> YOUR ASSIGNMENT
Look for "scheduler" in every line of the listing. Copy the lines that have it.

> SUPPLIED MATERIAL
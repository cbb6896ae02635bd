// SPDX-License-Identifier: BUSL-1.1
// Copyright (c) 2026 Alfred Jean LLC

//! Bounded per-user send-dedup window: suppresses repeated pushes
//! across the periodic poller and the streaming path.

use std::collections::HashMap;
use std::time::{Duration, Instant};

use crate::hash::dedupe_hash_nonempty;

const DEDUP_TTL: Duration = Duration::from_secs(3600);
const DEDUP_MAX_ENTRIES: usize = 256;

pub struct DedupWindow {
    entries: HashMap<String, Instant>,
    ttl: Duration,
    max_entries: usize,
}

impl Default for DedupWindow {
    fn default() -> Self {
        Self::new()
    }
}

impl DedupWindow {
    pub fn new() -> Self {
        Self::with_limits(DEDUP_TTL, DEDUP_MAX_ENTRIES)
    }

    pub fn with_limits(ttl: Duration, max_entries: usize) -> Self {
        Self { entries: HashMap::new(), ttl, max_entries }
    }

    /// Expired entries go first; then the oldest by insertion time
    /// until the window fits.
    fn prune(&mut self) {
        let ttl = self.ttl;
        self.entries.retain(|_, inserted_at| inserted_at.elapsed() <= ttl);
        if self.entries.len() <= self.max_entries {
            return;
        }
        let mut by_age: Vec<(String, Instant)> =
            self.entries.iter().map(|(k, v)| (k.clone(), *v)).collect();
        by_age.sort_by_key(|(_, inserted_at)| *inserted_at);
        let excess = self.entries.len() - self.max_entries;
        for (key, _) in by_age.into_iter().take(excess) {
            self.entries.remove(&key);
        }
    }

    /// Record-and-test: `false` when the text was pushed recently.
    pub fn should_send(&mut self, text: &str) -> bool {
        let Some(digest) = dedupe_hash_nonempty(text) else {
            return true;
        };
        self.prune();
        if self.entries.contains_key(&digest) {
            return false;
        }
        self.entries.insert(digest, Instant::now());
        true
    }

    /// Record without testing (used after a streamed run completes).
    pub fn record(&mut self, text: &str) {
        let Some(digest) = dedupe_hash_nonempty(text) else {
            return;
        };
        self.prune();
        self.entries.insert(digest, Instant::now());
    }

    pub fn clear(&mut self) {
        self.entries.clear();
    }

    pub fn len(&self) -> usize {
        self.entries.len()
    }

    pub fn is_empty(&self) -> bool {
        self.entries.is_empty()
    }
}

#[cfg(test)]
#[path = "dedupe_tests.rs"]
mod tests;
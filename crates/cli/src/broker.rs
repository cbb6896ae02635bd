// SPDX-License-Identifier: BUSL-1.1
// Copyright (c) 2026 Alfred Jean LLC

//! Coalescing buffer in front of a chat sender. Producers push lines;
//! a periodic flusher drains them, joins with newlines, splits to the
//! chunk limit, and forwards each piece. Lives for one run.

use std::sync::Arc;
use std::time::Duration;

use tokio::sync::Mutex;
use tokio::task::JoinHandle;
use tokio_util::sync::CancellationToken;
use tracing::debug;

use crate::chat::{split_chunks, ChatOutput};

pub struct StreamBroker {
    inner: Arc<BrokerInner>,
    flush_interval: Duration,
    flusher: parking_lot::Mutex<Option<(CancellationToken, JoinHandle<()>)>>,
}

struct BrokerInner {
    out: Arc<dyn ChatOutput>,
    chunk_limit: usize,
    buffer: Mutex<Vec<String>>,
}

impl StreamBroker {
    pub fn new(out: Arc<dyn ChatOutput>, flush_interval: f64, chunk_limit: usize) -> Self {
        Self {
            inner: Arc::new(BrokerInner { out, chunk_limit, buffer: Mutex::new(Vec::new()) }),
            flush_interval: Duration::from_secs_f64(flush_interval.max(0.01)),
            flusher: parking_lot::Mutex::new(None),
        }
    }

    /// Start the periodic flusher. Idempotent.
    pub fn start(&self) {
        let mut flusher = self.flusher.lock();
        if flusher.is_some() {
            return;
        }
        let inner = self.inner.clone();
        let interval = self.flush_interval;
        let shutdown = CancellationToken::new();
        let task_shutdown = shutdown.clone();
        let handle = tokio::spawn(async move {
            loop {
                tokio::select! {
                    _ = task_shutdown.cancelled() => break,
                    _ = tokio::time::sleep(interval) => {}
                }
                inner.flush(false).await;
            }
        });
        *flusher = Some((shutdown, handle));
    }

    /// Cancel the flusher, await it, then flush whatever remains. The
    /// buffer is empty afterwards.
    pub async fn stop(&self) {
        let taken = self.flusher.lock().take();
        if let Some((shutdown, handle)) = taken {
            shutdown.cancel();
            if let Err(e) = handle.await {
                debug!("flusher task ended abnormally: {e}");
            }
        }
        self.inner.flush(true).await;
    }

    /// Queue one line; stderr lines carry a marker tag.
    pub async fn push(&self, text: &str, is_error: bool) {
        let line = if is_error { format!("[stderr] {text}") } else { text.to_string() };
        self.inner.buffer.lock().await.push(line);
    }

    pub async fn flush(&self, is_final: bool) {
        self.inner.flush(is_final).await;
    }

    #[cfg(test)]
    pub(crate) async fn buffered(&self) -> usize {
        self.inner.buffer.lock().await.len()
    }
}

impl BrokerInner {
    async fn flush(&self, is_final: bool) {
        let content = {
            let mut buffer = self.buffer.lock().await;
            if buffer.is_empty() {
                return;
            }
            let content = buffer.join("\n");
            buffer.clear();
            content
        };
        for chunk in split_chunks(&content, self.chunk_limit) {
            self.out.stream(&chunk, is_final).await;
        }
    }
}

#[cfg(test)]
#[path = "broker_tests.rs"]
mod tests;
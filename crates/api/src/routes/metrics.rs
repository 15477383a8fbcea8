//! Prometheus metrics endpoint, served on the admin listener.

use axum::extract::State;
use axum::http::StatusCode;
use axum::response::IntoResponse;
use metrics_exporter_prometheus::PrometheusHandle;

/// GET /metrics — renders snapshot and request counters in Prometheus text format.
pub async fn get(State(handle): State<PrometheusHandle>) -> impl IntoResponse {
    (
        StatusCode::OK,
        [(
            axum::http::header::CONTENT_TYPE,
            "text/plain; version=0.0.4; charset=utf-8",
        )],
        handle.render(),
    )
}
//! API server entry point.

use api::{Config, ServerError};
use readings::{Generator, RandSource, Regenerator, SystemClock};
use tokio::signal;
use tracing_subscriber::EnvFilter;
use tracing_subscriber::layer::SubscriberExt;
use tracing_subscriber::util::SubscriberInitExt;

/// Resolves on SIGINT or SIGTERM; the public listener drains, then the
/// regeneration and admin tasks are aborted.
async fn shutdown_signal() {
    let ctrl_c = async {
        signal::ctrl_c()
            .await
            .expect("failed to install SIGINT handler");
    };

    #[cfg(unix)]
    let terminate = async {
        signal::unix::signal(signal::unix::SignalKind::terminate())
            .expect("failed to install SIGTERM handler")
            .recv()
            .await;
    };

    #[cfg(not(unix))]
    let terminate = std::future::pending::<()>();

    tokio::select! {
        () = ctrl_c => {
            tracing::info!(signal = "SIGINT", "stopping pH API server");
        }
        () = terminate => {
            tracing::info!(signal = "SIGTERM", "stopping pH API server");
        }
    }
}

async fn run(config: Config) -> Result<(), ServerError> {
    // 1. Install Prometheus metrics recorder
    let metrics_handle = metrics_exporter_prometheus::PrometheusBuilder::new()
        .install_recorder()
        .map_err(|e| ServerError::Metrics(e.to_string()))?;

    // 2. Generate the initial snapshot before anything listens
    let generator = Generator::new(RandSource::from_os_rng(), SystemClock);
    let (regenerator, store) = Regenerator::new(generator, config.regeneration_interval);

    // 3. Bind both listeners; failure here is fatal
    let listener = api::bind(&config.addr()).await?;
    let admin_listener = api::bind(&config.metrics_addr()).await?;

    // 4. Start the regeneration loop and the admin server
    let regeneration = tokio::spawn(regenerator.run());
    let admin_app = api::create_admin_app(store.clone(), metrics_handle);
    let admin = tokio::spawn(async move {
        if let Err(e) = axum::serve(admin_listener, admin_app).await {
            tracing::error!(error = %e, "admin server stopped");
        }
    });

    // 5. Serve the public API until shutdown
    tracing::info!(
        addr = %config.addr(),
        metrics_addr = %config.metrics_addr(),
        interval_secs = config.regeneration_interval.as_secs(),
        "starting pH API server"
    );
    let result = axum::serve(listener, api::create_app(store))
        .with_graceful_shutdown(shutdown_signal())
        .await;

    regeneration.abort();
    admin.abort();
    result.map_err(ServerError::from)
}

#[tokio::main]
async fn main() {
    let config = Config::from_env();

    tracing_subscriber::registry()
        .with(
            EnvFilter::try_from_default_env()
                .unwrap_or_else(|_| EnvFilter::new(&config.log_level)),
        )
        .with(tracing_subscriber::fmt::layer())
        .init();

    match run(config).await {
        Ok(()) => tracing::info!("server shut down gracefully"),
        Err(e) => {
            tracing::error!(error = %e, "fatal error");
            std::process::exit(1);
        }
    }
}
pub mod health;
pub mod metrics;
pub mod ph_levels;
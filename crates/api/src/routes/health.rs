//! Health check endpoint.

use axum::Json;
use axum::extract::State;
use readings::SnapshotStore;
use readings::reading::format_timestamp;
use serde::Serialize;

#[derive(Serialize)]
pub struct HealthResponse {
    pub status: &'static str,
    pub cities: usize,
    pub generated_at: String,
}

/// GET /health — reports liveness and the age marker of the current snapshot.
pub async fn check(State(store): State<SnapshotStore>) -> Json<HealthResponse> {
    let snapshot = store.current().await;
    Json(HealthResponse {
        status: "ok",
        cities: snapshot.len(),
        generated_at: format_timestamp(&snapshot.generated_at()),
    })
}
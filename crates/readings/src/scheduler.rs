//! Periodic snapshot regeneration.

use std::time::Duration;

use tokio::time::{Instant, MissedTickBehavior};

use crate::clock::Clock;
use crate::generator::Generator;
use crate::reading::format_timestamp;
use crate::source::UnitSource;
use crate::store::SnapshotStore;

/// Default time between regenerations.
pub const DEFAULT_INTERVAL: Duration = Duration::from_secs(60);

/// Owns the generator and republishes a snapshot on a fixed interval.
///
/// Construction publishes the first snapshot synchronously, so the store is
/// populated before any listener starts accepting requests.
pub struct Regenerator<S, C> {
    generator: Generator<S, C>,
    store: SnapshotStore,
    interval: Duration,
}

impl<S: UnitSource, C: Clock> Regenerator<S, C> {
    /// Generates the initial snapshot and returns the regenerator together
    /// with the store it publishes into.
    pub fn new(mut generator: Generator<S, C>, interval: Duration) -> (Self, SnapshotStore) {
        let initial = generator.generate();
        tracing::info!(
            generated_at = %format_timestamp(&initial.generated_at()),
            readings = initial.len(),
            "initial pH snapshot generated"
        );
        metrics::counter!("ph_snapshots_generated_total").increment(1);

        let store = SnapshotStore::new(initial);
        let regenerator = Self {
            generator,
            store: store.clone(),
            interval,
        };
        (regenerator, store)
    }

    /// Returns the regeneration interval.
    pub fn interval(&self) -> Duration {
        self.interval
    }

    /// Runs one regeneration cycle: generate and publish.
    pub async fn tick(&mut self) {
        let snapshot = self.generator.generate();
        let generated_at = snapshot.generated_at();
        self.store.publish(snapshot).await;

        metrics::counter!("ph_snapshots_generated_total").increment(1);
        tracing::info!(updated_at = %format_timestamp(&generated_at), "pH data updated");
    }

    /// Regenerates every interval until the task is dropped.
    ///
    /// The first scheduled cycle runs one full interval after this is
    /// called. Late ticks are delayed, never bursted.
    pub async fn run(mut self) {
        let mut ticker = tokio::time::interval_at(Instant::now() + self.interval, self.interval);
        ticker.set_missed_tick_behavior(MissedTickBehavior::Delay);

        tracing::debug!(interval_secs = self.interval.as_secs(), "regeneration loop started");

        loop {
            ticker.tick().await;
            self.tick().await;
        }
    }
}
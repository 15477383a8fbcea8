//! Synthetic pH readings for a fixed set of monitored cities.
//!
//! This crate provides the data side of the service:
//! - [`City`] enumerates the monitored locations in their fixed order
//! - [`Generator`] builds a fresh [`Snapshot`] from a [`UnitSource`] and a [`Clock`]
//! - [`SnapshotStore`] holds the latest snapshot for concurrent readers
//! - [`Regenerator`] republishes a snapshot on a fixed interval

pub mod city;
pub mod clock;
pub mod generator;
pub mod reading;
pub mod scheduler;
pub mod source;
pub mod store;

pub use city::City;
pub use clock::{Clock, ManualClock, SystemClock};
pub use generator::{Generator, PH_MAX, PH_MIN};
pub use reading::{Reading, Snapshot};
pub use scheduler::{DEFAULT_INTERVAL, Regenerator};
pub use source::{FixedSource, RandSource, UnitSource};
pub use store::SnapshotStore;
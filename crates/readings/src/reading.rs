//! Reading and snapshot value types.

use chrono::{DateTime, SecondsFormat, Utc};
use serde::{Serialize, Serializer};

use crate::City;

/// One city's pH measurement at a point in time.
#[derive(Debug, Clone, PartialEq, Serialize)]
#[serde(rename_all = "camelCase")]
pub struct Reading {
    pub city: City,
    pub ph_level: f64,
    #[serde(serialize_with = "serialize_timestamp")]
    pub timestamp: DateTime<Utc>,
}

/// Formats an instant as ISO-8601 UTC with millisecond precision.
pub fn format_timestamp(instant: &DateTime<Utc>) -> String {
    instant.to_rfc3339_opts(SecondsFormat::Millis, true)
}

fn serialize_timestamp<S: Serializer>(
    instant: &DateTime<Utc>,
    serializer: S,
) -> Result<S::Ok, S::Error> {
    serializer.serialize_str(&format_timestamp(instant))
}

/// A complete, immutable set of readings: one per [`City`], in
/// [`City::ALL`] order, all stamped with the same instant.
///
/// Snapshots are only built by the [`Generator`](crate::Generator), which
/// keeps the one-reading-per-city invariant.
#[derive(Debug, Clone, PartialEq)]
pub struct Snapshot {
    generated_at: DateTime<Utc>,
    readings: Vec<Reading>,
}

impl Snapshot {
    pub(crate) fn new(generated_at: DateTime<Utc>, readings: Vec<Reading>) -> Self {
        debug_assert_eq!(readings.len(), City::ALL.len());
        Self {
            generated_at,
            readings,
        }
    }

    /// Returns the instant shared by every reading.
    pub fn generated_at(&self) -> DateTime<Utc> {
        self.generated_at
    }

    /// Returns the readings in reporting order.
    pub fn readings(&self) -> &[Reading] {
        &self.readings
    }

    pub fn len(&self) -> usize {
        self.readings.len()
    }

    pub fn is_empty(&self) -> bool {
        self.readings.is_empty()
    }
}
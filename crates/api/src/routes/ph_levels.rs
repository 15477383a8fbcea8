//! Latest pH snapshot endpoint.

use axum::Json;
use axum::extract::State;
use readings::{Reading, SnapshotStore};
use serde::Serialize;

#[derive(Serialize)]
pub struct PhLevelsResponse {
    pub status: &'static str,
    pub data: Vec<Reading>,
}

/// GET /api/ph-levels — returns the most recently generated snapshot.
#[tracing::instrument(skip(store))]
pub async fn get(State(store): State<SnapshotStore>) -> Json<PhLevelsResponse> {
    let snapshot = store.current().await;
    metrics::counter!("ph_levels_requests_total").increment(1);

    Json(PhLevelsResponse {
        status: "success",
        data: snapshot.readings().to_vec(),
    })
}
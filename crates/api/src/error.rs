//! Server error types.

use thiserror::Error;

/// Fatal errors raised while starting or running the server.
#[derive(Debug, Error)]
pub enum ServerError {
    /// The listener could not bind its address. Fatal at startup.
    #[error("Failed to bind {addr}: {source}")]
    Bind {
        addr: String,
        #[source]
        source: std::io::Error,
    },

    /// The server hit an I/O error while serving.
    #[error("Server error: {0}")]
    Serve(#[from] std::io::Error),

    /// The Prometheus recorder could not be installed.
    #[error("Metrics error: {0}")]
    Metrics(String),
}

/// Result type for server operations.
pub type Result<T> = std::result::Result<T, ServerError>;
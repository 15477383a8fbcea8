//! Monitored cities.

use serde::Serialize;

/// A monitored location.
///
/// The set is fixed at compile time; [`City::ALL`] holds the order in which
/// readings are always reported.
#[derive(Debug, Clone, Copy, PartialEq, Eq, Hash, Serialize)]
pub enum City {
    Patna,
    Varanashi,
    Allahabad,
    Kanpur,
    Munger,
    Bhagalpur,
    Ghazipur,
    Kolkata,
}

impl City {
    /// Every monitored city, in reporting order.
    pub const ALL: [City; 8] = [
        City::Patna,
        City::Varanashi,
        City::Allahabad,
        City::Kanpur,
        City::Munger,
        City::Bhagalpur,
        City::Ghazipur,
        City::Kolkata,
    ];

    /// Returns the display name of the city.
    pub fn name(&self) -> &'static str {
        match self {
            City::Patna => "Patna",
            City::Varanashi => "Varanashi",
            City::Allahabad => "Allahabad",
            City::Kanpur => "Kanpur",
            City::Munger => "Munger",
            City::Bhagalpur => "Bhagalpur",
            City::Ghazipur => "Ghazipur",
            City::Kolkata => "Kolkata",
        }
    }
}

impl std::fmt::Display for City {
    fn fmt(&self, f: &mut std::fmt::Formatter<'_>) -> std::fmt::Result {
        f.write_str(self.name())
    }
}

> RESULT OF THIS TASK
filename crates/readings/src/scheduler.rs
pub mod scheduler;
pub use scheduler::{DEFAULT_INTERVAL, Regenerator};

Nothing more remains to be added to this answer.